use crate::domain::{error::PersistenceError, favorites::Favorites};
use std::io::ErrorKind;
use std::path::{Path, PathBuf};
use tracing::debug;

const APP_DIR: &str = "cheatgen";

/// `~/.config/cheatgen`
pub fn config_dir() -> Option<PathBuf> {
    home::home_dir().map(|mut path| {
        path.push(".config");
        path.push(APP_DIR);
        path
    })
}

pub fn favorites_path() -> Option<PathBuf> {
    config_dir().map(|dir| dir.join("favorites.toml"))
}

/// Log file location; the terminal belongs to the UI.
pub fn log_path() -> Option<PathBuf> {
    home::home_dir().map(|mut path| {
        path.push(".local");
        path.push("state");
        path.push(APP_DIR);
        path.push("cheatgen.log");
        path
    })
}

/// Reads the favorites file. A missing file is an empty list.
pub fn load_favorites(path: &Path) -> Result<Favorites, PersistenceError> {
    let content = match std::fs::read_to_string(path) {
        Ok(content) => content,
        Err(e) if e.kind() == ErrorKind::NotFound => return Ok(Favorites::default()),
        Err(source) => {
            return Err(PersistenceError::Io {
                path: path.to_path_buf(),
                source,
            })
        }
    };
    toml::from_str(&content).map_err(|source| PersistenceError::Parse {
        path: path.to_path_buf(),
        source,
    })
}

/// Writes the favorites file, creating its directory. The file is replaced
/// through a rename so a crash never leaves it half written.
pub fn save_favorites(path: &Path, favorites: &Favorites) -> Result<(), PersistenceError> {
    let io_err = |source| PersistenceError::Io {
        path: path.to_path_buf(),
        source,
    };

    if let Some(parent) = path.parent() {
        std::fs::create_dir_all(parent).map_err(io_err)?;
    }
    let content = toml::to_string(favorites)?;
    let tmp = path.with_extension("toml.tmp");
    std::fs::write(&tmp, content).map_err(io_err)?;
    std::fs::rename(&tmp, path).map_err(io_err)?;
    debug!(path = %path.display(), count = favorites.len(), "favorites saved");
    Ok(())
}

┄┄┄┄┄┄┄┄┄┄┄┄┄┄┄┄┄┄┄┄

*DIRECTIONS FOR THIS TASK*
Without leaving anything out, quote all the data.

*RESULT*
use crate::domain::{error::PersistenceError, favorites::Favorites};
use std::io::ErrorKind;
use std::path::{Path, PathBuf};
use tracing::debug;

const APP_DIR: &str = "cheatgen";

/// `~/.config/cheatgen`
pub fn config_dir() -> Option<PathBuf> {
    home::home_dir().map(|mut path| {
        path.push(".config");
        path.push(APP_DIR);
        path
    })
}

pub fn favorites_path() -> Option<PathBuf> {
    config_dir().map(|dir| dir.join("favorites.toml"))
}

/// Log file location; the terminal belongs to the UI.
pub fn log_path() -> Option<PathBuf> {
    home::home_dir().map(|mut path| {
        path.push(".local");
        path.push("state");
        path.push(APP_DIR);
        path.push("cheatgen.log");
        path
    })
}

/// Reads the favorites file. A missing file is an empty list.
pub fn load_favorites(path: &Path) -> Result<Favorites, PersistenceError> {
    let content = match std::fs::read_to_string(path) {
        Ok(content) => content,
        Err(e) if e.kind() == ErrorKind::NotFound => return Ok(Favorites::default()),
        Err(source) => {
            return Err(PersistenceError::Io {
                path: path.to_path_buf(),
                source,
            })
        }
    };
    toml::from_str(&content).map_err(|source| PersistenceError::Parse {
        path: path.to_path_buf(),
        source,
    })
}

/// Writes the favorites file, creating its directory. The file is replaced
/// through a rename so a crash never leaves it half written.
pub fn save_favorites(path: &Path, favorites: &Favorites) -> Result<(), PersistenceError> {
    let io_err = |source| PersistenceError::Io {
        path: path.to_path_buf(),
        source,
    };

    if let Some(parent) = path.parent() {
        std::fs::create_dir_all(parent).map_err(io_err)?;
    }
    let content = toml::to_string(favorites)?;
    let tmp = path.with_extension("toml.tmp");
    std::fs::write(&tmp, content).map_err(io_err)?;
    std::fs::rename(&tmp, path).map_err(io_err)?;
    debug!(path = %path.display(), count = favorites.len(), "favorites saved");
    Ok(())
}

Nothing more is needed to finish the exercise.